This historic period of global contagion and socioeconomic disruption has forced colleges and universities to confront challenges that have been festering since the Great Recession began in 2008. The question today is how higher education can acco

By Abraham Unger

August 19, 2020

This historic period of global contagion and socioeconomic disruption has forced colleges and universities to confront challenges that have been festering since the Great Recession began in 2008.

As Christen Aragoni, editor of Liberal Education, recently wrote, “The COVID-19 pandemic is simply laying bare just how much was already at stake. It is merely emphasizing with many exclamation points the importance of higher education’s mission to be on the forefront of protecting democracy and ensuring students are prepared to become engaged citizens.” The question today is how higher education can accomplish these enduring purposes of protecting democracy and creating engaged citizens as campuses have been shut down in varying degrees and as pedagogical uncertainty is paired with an economic crisis.

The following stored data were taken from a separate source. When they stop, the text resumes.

use crate::constants::{vec3_of, CAMERA_FAR, CAMERA_FOV_Y_DEG, CAMERA_NEAR, CAMERA_POSITION};
use glam::{Affine3A, Mat4, Vec2, Vec3, Vec4};

/// Perspective camera looking down -Z from `position`, with no extra rotation.
#[derive(Clone, Debug, PartialEq)]
pub struct Camera {
    pub position: Vec3,
    pub fov_y_deg: f32,
    pub aspect: f32,
    pub near: f32,
    pub far: f32,
}

impl Default for Camera {
    fn default() -> Self {
        Self {
            position: vec3_of(CAMERA_POSITION),
            fov_y_deg: CAMERA_FOV_Y_DEG,
            aspect: 1.0,
            near: CAMERA_NEAR,
            far: CAMERA_FAR,
        }
    }
}

impl Camera {
    pub fn set_aspect(&mut self, aspect: f32) {
        if aspect.is_finite() && aspect > 0.0 {
            self.aspect = aspect;
        }
    }

    #[inline]
    pub fn projection(&self) -> Mat4 {
        Mat4::perspective_rh(
            self.fov_y_deg.to_radians(),
            self.aspect,
            self.near,
            self.far,
        )
    }

    #[inline]
    pub fn view(&self) -> Mat4 {
        Mat4::from_translation(-self.position)
    }

    #[inline]
    pub fn view_proj(&self) -> Mat4 {
        self.projection() * self.view()
    }

    /// World-space ray from the eye through a point in normalized device coordinates.
    pub fn ray_from_ndc(&self, ndc: Vec2) -> Ray {
        let inv = self.view_proj().inverse();
        let p_far = inv * Vec4::new(ndc.x, ndc.y, 1.0, 1.0);
        let p1: Vec3 = p_far.truncate() / p_far.w;
        let ro = self.position;
        Ray::new(ro, p1 - ro)
    }
}

#[derive(Clone, Copy, Debug, PartialEq)]
pub struct Ray {
    pub origin: Vec3,
    pub dir: Vec3,
}

impl Ray {
    /// `dir` is normalized here; a zero direction stays zero and hits nothing.
    pub fn new(origin: Vec3, dir: Vec3) -> Self {
        Self {
            origin,
            dir: dir.normalize_or_zero(),
        }
    }

    /// Re-express this ray in the space reached by applying `to_space`.
    pub fn transformed(&self, to_space: &Affine3A) -> Ray {
        Ray::new(
            to_space.transform_point3(self.origin),
            to_space.transform_vector3(self.dir),
        )
    }

    #[inline]
    pub fn intersect_sphere(&self, center: Vec3, radius: f32) -> Option<f32> {
        let oc = self.origin - center;
        let b = oc.dot(self.dir);
        let c = oc.dot(oc) - radius * radius;
        let disc = b * b - c;
        if disc < 0.0 {
            return None;
        }
        let t = -b - disc.sqrt();
        (t >= 0.0).then_some(t)
    }
}

#[cfg(test)]
mod tests {
    use super::*;

    #[test]
    fn center_ray_points_down_negative_z() {
        let cam = Camera::default();
        let ray = cam.ray_from_ndc(Vec2::ZERO);
        assert_eq!(ray.origin, cam.position);
        assert!((ray.dir - Vec3::NEG_Z).length() < 1e-4, "dir={:?}", ray.dir);
    }

    #[test]
    fn off_center_rays_tilt_toward_the_point() {
        let mut cam = Camera::default();
        cam.set_aspect(16.0 / 9.0);
        let right = cam.ray_from_ndc(Vec2::new(0.5, 0.0));
        let up = cam.ray_from_ndc(Vec2::new(0.0, 0.5));
        assert!(right.dir.x > 0.0 && right.dir.y.abs() < 1e-4);
        assert!(up.dir.y > 0.0 && up.dir.x.abs() < 1e-4);
    }

    #[test]
    fn ndc_edge_matches_vertical_fov() {
        let cam = Camera::default();
        let ray = cam.ray_from_ndc(Vec2::new(0.0, 1.0));
        let half_fov = (ray.dir.y / -ray.dir.z).atan();
        assert!((half_fov - (CAMERA_FOV_Y_DEG / 2.0).to_radians()).abs() < 1e-3);
    }

    #[test]
    fn invalid_aspect_is_ignored() {
        let mut cam = Camera::default();
        cam.set_aspect(2.0);
        cam.set_aspect(f32::NAN);
        cam.set_aspect(0.0);
        assert_eq!(cam.aspect, 2.0);
    }

    #[test]
    fn sphere_hit_and_miss() {
        let ray = Ray::new(Vec3::ZERO, Vec3::Z);
        let t = ray.intersect_sphere(Vec3::new(0.0, 0.0, 5.0), 2.0).unwrap();
        assert!((t - 3.0).abs() < 1e-5);
        assert!(ray.intersect_sphere(Vec3::new(5.0, 0.0, 5.0), 2.0).is_none());
        // behind the origin
        assert!(ray.intersect_sphere(Vec3::new(0.0, 0.0, -5.0), 2.0).is_none());
    }

    #[test]
    fn transformed_ray_follows_rotation() {
        let ray = Ray::new(Vec3::new(0.0, 0.0, 5.0), Vec3::NEG_Z);
        let rot = Affine3A::from_rotation_y(std::f32::consts::FRAC_PI_2);
        let r2 = ray.transformed(&rot);
        assert!((r2.origin - Vec3::new(5.0, 0.0, 0.0)).length() < 1e-4);
        assert!((r2.dir - Vec3::NEG_X).length() < 1e-4);
    }
}
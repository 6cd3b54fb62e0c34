/// Page hooks the background attaches to.
///
/// Every element is optional; a missing hook disables just that feature.
pub const BG_CANVAS_ID: &str = "bg";
pub const TOOLTIP_ID: &str = "tooltip";
pub const WEBGL_NOTICE_ID: &str = "webglNotice";
pub const YEAR_ID: &str = "year";
pub const NAV_LINKS_ID: &str = "navLinks";
pub const NAV_TOGGLE_SELECTOR: &str = ".nav__toggle";

pub const REDUCED_MOTION_QUERY: &str = "(prefers-reduced-motion: reduce)";

// Probe order when checking for a usable WebGL context
pub const WEBGL_CONTEXT_KINDS: [&str; 3] = ["webgl2", "webgl", "experimental-webgl"];

// Tooltip parked far off-screen while hidden
pub const TOOLTIP_HIDDEN_PX: f32 = -9999.0;

pub const ESCAPE_KEY: &str = "Escape";

// Antialiasing samples requested; falls back to 1 when the format can't
pub const MSAA_SAMPLES: u32 = 4;

// Per-draw uniform slots in the dynamic-offset buffer
pub const MAX_DRAWS: usize = 16;
use crate::constants::{REDUCED_MOTION_QUERY, WEBGL_CONTEXT_KINDS};
use wasm_bindgen::JsCast;
use web_sys as web;

/// Try each WebGL flavour on a throwaway canvas.
pub fn webgl_available(document: &web::Document) -> bool {
    let Some(canvas) = document
        .create_element("canvas")
        .ok()
        .and_then(|el| el.dyn_into::<web::HtmlCanvasElement>().ok())
    else {
        return false;
    };
    WEBGL_CONTEXT_KINDS
        .iter()
        .any(|kind| matches!(canvas.get_context(kind), Ok(Some(_))))
}

pub fn prefers_reduced_motion() -> bool {
    web::window()
        .and_then(|w| w.match_media(REDUCED_MOTION_QUERY).ok().flatten())
        .is_some_and(|mq| mq.matches())
}
use knot_core::geometry::Vertex;

pub fn create_attachment(
    device: &wgpu::Device,
    label: &str,
    width: u32,
    height: u32,
    format: wgpu::TextureFormat,
    sample_count: u32,
) -> (wgpu::Texture, wgpu::TextureView) {
    let tex = device.create_texture(&wgpu::TextureDescriptor {
        label: Some(label),
        size: wgpu::Extent3d {
            width: width.max(1),
            height: height.max(1),
            depth_or_array_layers: 1,
        },
        mip_level_count: 1,
        sample_count,
        dimension: wgpu::TextureDimension::D2,
        format,
        usage: wgpu::TextureUsages::RENDER_ATTACHMENT,
        view_formats: &[],
    });
    let view = tex.create_view(&wgpu::TextureViewDescriptor::default());
    (tex, view)
}

static VERTEX_ATTRIBUTES: [wgpu::VertexAttribute; 2] =
    wgpu::vertex_attr_array![0 => Float32x3, 1 => Float32x3];

pub fn vertex_layout() -> wgpu::VertexBufferLayout<'static> {
    wgpu::VertexBufferLayout {
        array_stride: std::mem::size_of::<Vertex>() as wgpu::BufferAddress,
        step_mode: wgpu::VertexStepMode::Vertex,
        attributes: &VERTEX_ATTRIBUTES,
    }
}

/// Per-pipeline knobs; everything else is shared by the mesh and point passes.
pub struct PipelineDesc<'a> {
    pub label: &'a str,
    pub frag_entry: &'a str,
    pub topology: wgpu::PrimitiveTopology,
    pub cull_mode: Option<wgpu::Face>,
    pub blend: Option<wgpu::BlendState>,
    pub depth_write: bool,
    pub sample_count: u32,
}

pub fn make_scene_pipeline(
    device: &wgpu::Device,
    layout: &wgpu::PipelineLayout,
    shader: &wgpu::ShaderModule,
    color_format: wgpu::TextureFormat,
    depth_format: wgpu::TextureFormat,
    desc: PipelineDesc<'_>,
) -> wgpu::RenderPipeline {
    device.create_render_pipeline(&wgpu::RenderPipelineDescriptor {
        label: Some(desc.label),
        layout: Some(layout),
        vertex: wgpu::VertexState {
            module: shader,
            entry_point: Some("vs_scene"),
            buffers: &[vertex_layout()],
            compilation_options: wgpu::PipelineCompilationOptions::default(),
        },
        primitive: wgpu::PrimitiveState {
            topology: desc.topology,
            front_face: wgpu::FrontFace::Ccw,
            cull_mode: desc.cull_mode,
            ..Default::default()
        },
        depth_stencil: Some(wgpu::DepthStencilState {
            format: depth_format,
            depth_write_enabled: desc.depth_write,
            depth_compare: wgpu::CompareFunction::Less,
            stencil: wgpu::StencilState::default(),
            bias: wgpu::DepthBiasState::default(),
        }),
        multisample: wgpu::MultisampleState {
            count: desc.sample_count,
            ..Default::default()
        },
        fragment: Some(wgpu::FragmentState {
            module: shader,
            entry_point: Some(desc.frag_entry),
            targets: &[Some(wgpu::ColorTargetState {
                format: color_format,
                blend: desc.blend,
                write_mask: wgpu::ColorWrites::ALL,
            })],
            compilation_options: wgpu::PipelineCompilationOptions::default(),
        }),
        cache: None,
        multiview: None,
    })
}

/// Round `size` up to the next multiple of `align`.
#[inline]
pub fn align_to(size: u64, align: u64) -> u64 {
    let align = align.max(1);
    size.div_ceil(align) * align
}
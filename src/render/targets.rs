use super::helpers;

type Attachment = (wgpu::Texture, wgpu::TextureView);

/// Attachments sized to the swapchain: depth, plus a multisampled colour
/// buffer that resolves into the frame when antialiasing is on.
pub(crate) struct RenderTargets {
    pub(crate) color_format: wgpu::TextureFormat,
    pub(crate) depth_format: wgpu::TextureFormat,
    pub(crate) sample_count: u32,
    pub(crate) depth: Attachment,
    pub(crate) msaa: Option<Attachment>,
}

impl RenderTargets {
    pub(crate) fn new(
        device: &wgpu::Device,
        color_format: wgpu::TextureFormat,
        depth_format: wgpu::TextureFormat,
        sample_count: u32,
        width: u32,
        height: u32,
    ) -> Self {
        let (depth, msaa) =
            Self::create(device, color_format, depth_format, sample_count, width, height);
        Self {
            color_format,
            depth_format,
            sample_count,
            depth,
            msaa,
        }
    }

    fn create(
        device: &wgpu::Device,
        color_format: wgpu::TextureFormat,
        depth_format: wgpu::TextureFormat,
        sample_count: u32,
        width: u32,
        height: u32,
    ) -> (Attachment, Option<Attachment>) {
        let depth =
            helpers::create_attachment(device, "depth", width, height, depth_format, sample_count);
        let msaa = (sample_count > 1).then(|| {
            helpers::create_attachment(device, "msaa_color", width, height, color_format, sample_count)
        });
        (depth, msaa)
    }

    pub(crate) fn recreate(&mut self, device: &wgpu::Device, width: u32, height: u32) {
        self.depth.0.destroy();
        if let Some((tex, _)) = &self.msaa {
            tex.destroy();
        }
        (self.depth, self.msaa) = Self::create(
            device,
            self.color_format,
            self.depth_format,
            self.sample_count,
            width,
            height,
        );
    }

    /// Where the pass draws and where it resolves to, for this frame's view.
    pub(crate) fn color_views<'a>(
        &'a self,
        frame: &'a wgpu::TextureView,
    ) -> (&'a wgpu::TextureView, Option<&'a wgpu::TextureView>) {
        match &self.msaa {
            Some((_, view)) => (view, Some(frame)),
            None => (frame, None),
        }
    }

    pub(crate) fn depth_view(&self) -> &wgpu::TextureView {
        &self.depth.1
    }
}
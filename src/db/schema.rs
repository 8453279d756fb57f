//! Database schema initialization

use duckdb::Connection;

use crate::error::Result;

/// Name of the single table the application owns
pub const TABLE: &str = "distributions";

/// Create the `distributions` table if it does not exist yet
pub fn init_schema(conn: &Connection) -> Result<()> {
    conn.execute(
        r"
        CREATE TABLE IF NOT EXISTS distributions (
            id INTEGER PRIMARY KEY,
            title TEXT,
            author TEXT,
            year INTEGER
        )
        ",
        [],
    )?;

    Ok(())
}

I propose one answer to this looming question: affordable, high-impact civic engagement.

Imagine an interdisciplinary team-taught course that positions students as members of a “think tank.” The think tank would engage in a formal partnership with a community agency to act as a consultant and produce research or another project that meets the agency’s needs. Community leaders, often happy to mentor students, could come to class as guest speakers to discuss the needs of local democracy as students talk through their hypotheses. Students would work in teams to produce different pieces of their research project, from a literature review to a concluding set of recommendations.

In addition to the regular course instructors, faculty from across campus can act as guest teachers to help students through steps of the process. For example, if the students have to conduct fieldwork in a neighborhood off campus, a theatre professor can visit the class and use role playing to walk students through the steps of approaching a local community member. Empathy and diversity would be integrated into the syllabus as students reflect on their role as researchers and citizens in the wider world beyond their campus. In addition to producing the project itself, think tank research teams should regularly update their respective community partners on their progress, and presentations by course research teams to the agency’s board or executive staff would cap off the course.

I have been designing and implementing variations on this kind of experiential learning for over a decade. My students become impassioned about their work as “think tank” members when they recognize their work may have an impact beyond their campus. As AAC&U President Lynn Pasquerella notes, these are the kinds of “high-impact learning opportunities that engage every student in solving unscripted, real-world problems across all types of institutions, within the context of the workforce, not apart from it.”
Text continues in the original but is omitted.